Segment Start: Provided information

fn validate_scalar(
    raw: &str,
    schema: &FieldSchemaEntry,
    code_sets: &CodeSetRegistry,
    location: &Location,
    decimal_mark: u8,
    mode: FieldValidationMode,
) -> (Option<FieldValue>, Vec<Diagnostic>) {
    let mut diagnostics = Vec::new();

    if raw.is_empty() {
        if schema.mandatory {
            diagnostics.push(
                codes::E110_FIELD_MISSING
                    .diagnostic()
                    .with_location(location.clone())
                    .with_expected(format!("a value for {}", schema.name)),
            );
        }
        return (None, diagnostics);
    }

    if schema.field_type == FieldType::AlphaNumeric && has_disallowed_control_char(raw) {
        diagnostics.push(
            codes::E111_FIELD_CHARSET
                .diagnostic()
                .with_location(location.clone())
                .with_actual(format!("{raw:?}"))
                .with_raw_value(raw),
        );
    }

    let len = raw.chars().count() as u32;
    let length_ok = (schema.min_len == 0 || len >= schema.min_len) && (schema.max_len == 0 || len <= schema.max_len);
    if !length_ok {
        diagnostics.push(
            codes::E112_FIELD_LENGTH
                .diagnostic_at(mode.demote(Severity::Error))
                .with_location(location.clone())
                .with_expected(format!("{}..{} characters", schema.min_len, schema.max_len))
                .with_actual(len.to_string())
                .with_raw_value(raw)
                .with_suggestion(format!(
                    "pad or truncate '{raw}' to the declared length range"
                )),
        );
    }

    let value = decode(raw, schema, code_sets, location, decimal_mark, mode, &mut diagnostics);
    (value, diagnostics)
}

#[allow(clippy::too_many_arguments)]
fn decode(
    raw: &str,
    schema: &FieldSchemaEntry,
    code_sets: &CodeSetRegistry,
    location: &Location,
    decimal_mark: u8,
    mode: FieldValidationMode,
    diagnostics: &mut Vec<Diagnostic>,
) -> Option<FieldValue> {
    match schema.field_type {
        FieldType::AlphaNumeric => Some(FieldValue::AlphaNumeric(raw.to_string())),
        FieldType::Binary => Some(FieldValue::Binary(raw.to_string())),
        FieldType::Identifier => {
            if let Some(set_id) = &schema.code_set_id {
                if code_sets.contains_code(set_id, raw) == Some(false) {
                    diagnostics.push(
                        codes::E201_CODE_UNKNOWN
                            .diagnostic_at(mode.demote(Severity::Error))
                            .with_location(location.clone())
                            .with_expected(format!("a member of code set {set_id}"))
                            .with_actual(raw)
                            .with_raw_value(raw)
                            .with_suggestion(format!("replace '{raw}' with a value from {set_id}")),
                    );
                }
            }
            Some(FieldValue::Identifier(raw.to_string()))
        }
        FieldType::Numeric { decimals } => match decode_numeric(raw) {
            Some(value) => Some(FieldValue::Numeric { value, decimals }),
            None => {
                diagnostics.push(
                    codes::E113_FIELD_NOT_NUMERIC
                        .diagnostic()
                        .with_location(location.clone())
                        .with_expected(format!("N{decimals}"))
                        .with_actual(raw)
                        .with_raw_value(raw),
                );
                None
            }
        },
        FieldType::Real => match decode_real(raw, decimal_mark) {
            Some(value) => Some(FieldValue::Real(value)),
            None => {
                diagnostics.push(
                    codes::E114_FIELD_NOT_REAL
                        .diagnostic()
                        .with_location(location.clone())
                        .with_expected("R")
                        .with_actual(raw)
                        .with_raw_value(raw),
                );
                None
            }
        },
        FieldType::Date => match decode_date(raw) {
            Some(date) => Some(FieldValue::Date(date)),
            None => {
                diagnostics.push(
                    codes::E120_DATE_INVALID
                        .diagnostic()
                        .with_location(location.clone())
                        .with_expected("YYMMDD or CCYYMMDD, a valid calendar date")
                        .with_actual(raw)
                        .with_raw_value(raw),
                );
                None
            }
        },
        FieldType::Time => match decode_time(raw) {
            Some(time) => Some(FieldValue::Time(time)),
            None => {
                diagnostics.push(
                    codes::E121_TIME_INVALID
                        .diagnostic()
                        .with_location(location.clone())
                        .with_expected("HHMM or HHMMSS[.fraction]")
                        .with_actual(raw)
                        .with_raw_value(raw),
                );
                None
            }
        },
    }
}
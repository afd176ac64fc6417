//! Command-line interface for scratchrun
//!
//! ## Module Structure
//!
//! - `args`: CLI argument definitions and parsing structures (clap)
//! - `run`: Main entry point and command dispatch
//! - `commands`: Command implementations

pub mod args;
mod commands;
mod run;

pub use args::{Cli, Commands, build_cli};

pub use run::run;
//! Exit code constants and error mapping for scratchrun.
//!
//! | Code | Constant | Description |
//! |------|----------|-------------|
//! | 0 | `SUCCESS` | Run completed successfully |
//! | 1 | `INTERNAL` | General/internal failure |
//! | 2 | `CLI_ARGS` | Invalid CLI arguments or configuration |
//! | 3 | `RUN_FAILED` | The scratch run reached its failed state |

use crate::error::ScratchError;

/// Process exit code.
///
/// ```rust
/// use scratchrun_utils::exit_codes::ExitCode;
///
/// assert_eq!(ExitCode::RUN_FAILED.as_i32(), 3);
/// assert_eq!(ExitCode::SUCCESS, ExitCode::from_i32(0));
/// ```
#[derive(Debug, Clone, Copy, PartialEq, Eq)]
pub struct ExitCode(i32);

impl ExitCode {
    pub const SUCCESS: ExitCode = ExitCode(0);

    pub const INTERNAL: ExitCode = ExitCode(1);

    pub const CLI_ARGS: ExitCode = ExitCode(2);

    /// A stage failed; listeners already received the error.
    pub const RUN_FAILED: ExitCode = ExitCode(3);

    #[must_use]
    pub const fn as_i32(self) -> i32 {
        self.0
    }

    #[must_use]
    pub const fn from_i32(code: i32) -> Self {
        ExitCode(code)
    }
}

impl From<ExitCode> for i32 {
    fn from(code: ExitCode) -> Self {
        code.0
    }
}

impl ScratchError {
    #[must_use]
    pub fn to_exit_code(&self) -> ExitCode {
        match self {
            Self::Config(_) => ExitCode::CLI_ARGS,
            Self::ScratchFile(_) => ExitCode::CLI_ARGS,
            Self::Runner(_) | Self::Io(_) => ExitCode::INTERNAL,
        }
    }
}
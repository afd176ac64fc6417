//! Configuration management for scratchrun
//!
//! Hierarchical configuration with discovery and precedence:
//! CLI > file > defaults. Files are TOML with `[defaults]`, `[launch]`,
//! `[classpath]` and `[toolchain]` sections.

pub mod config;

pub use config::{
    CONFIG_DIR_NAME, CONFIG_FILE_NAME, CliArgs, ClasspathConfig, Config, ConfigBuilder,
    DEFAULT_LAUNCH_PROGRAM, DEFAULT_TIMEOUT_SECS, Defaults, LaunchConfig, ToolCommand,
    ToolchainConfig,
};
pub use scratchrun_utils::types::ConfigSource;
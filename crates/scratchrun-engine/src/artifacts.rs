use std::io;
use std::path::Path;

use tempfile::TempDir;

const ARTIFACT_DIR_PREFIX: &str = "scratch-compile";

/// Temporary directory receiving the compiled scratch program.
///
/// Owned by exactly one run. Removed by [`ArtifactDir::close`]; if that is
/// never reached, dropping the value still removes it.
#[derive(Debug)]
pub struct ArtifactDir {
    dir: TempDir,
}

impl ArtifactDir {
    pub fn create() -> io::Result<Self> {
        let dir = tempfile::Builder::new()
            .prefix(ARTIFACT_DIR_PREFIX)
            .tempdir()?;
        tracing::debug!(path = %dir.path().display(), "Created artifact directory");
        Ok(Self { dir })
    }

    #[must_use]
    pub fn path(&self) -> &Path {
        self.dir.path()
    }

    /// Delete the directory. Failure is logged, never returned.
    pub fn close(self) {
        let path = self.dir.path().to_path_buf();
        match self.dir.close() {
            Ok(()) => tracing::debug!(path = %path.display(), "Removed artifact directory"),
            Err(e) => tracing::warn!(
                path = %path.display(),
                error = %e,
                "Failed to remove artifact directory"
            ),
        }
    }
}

Segment End: Provided information

What to do — Which lines above include the string "AlphaNumeric"? Show them.

Result below —
    if schema.field_type == FieldType::AlphaNumeric && has_disallowed_control_char(raw) {
        FieldType::AlphaNumeric => Some(FieldValue::AlphaNumeric(raw.to_string())),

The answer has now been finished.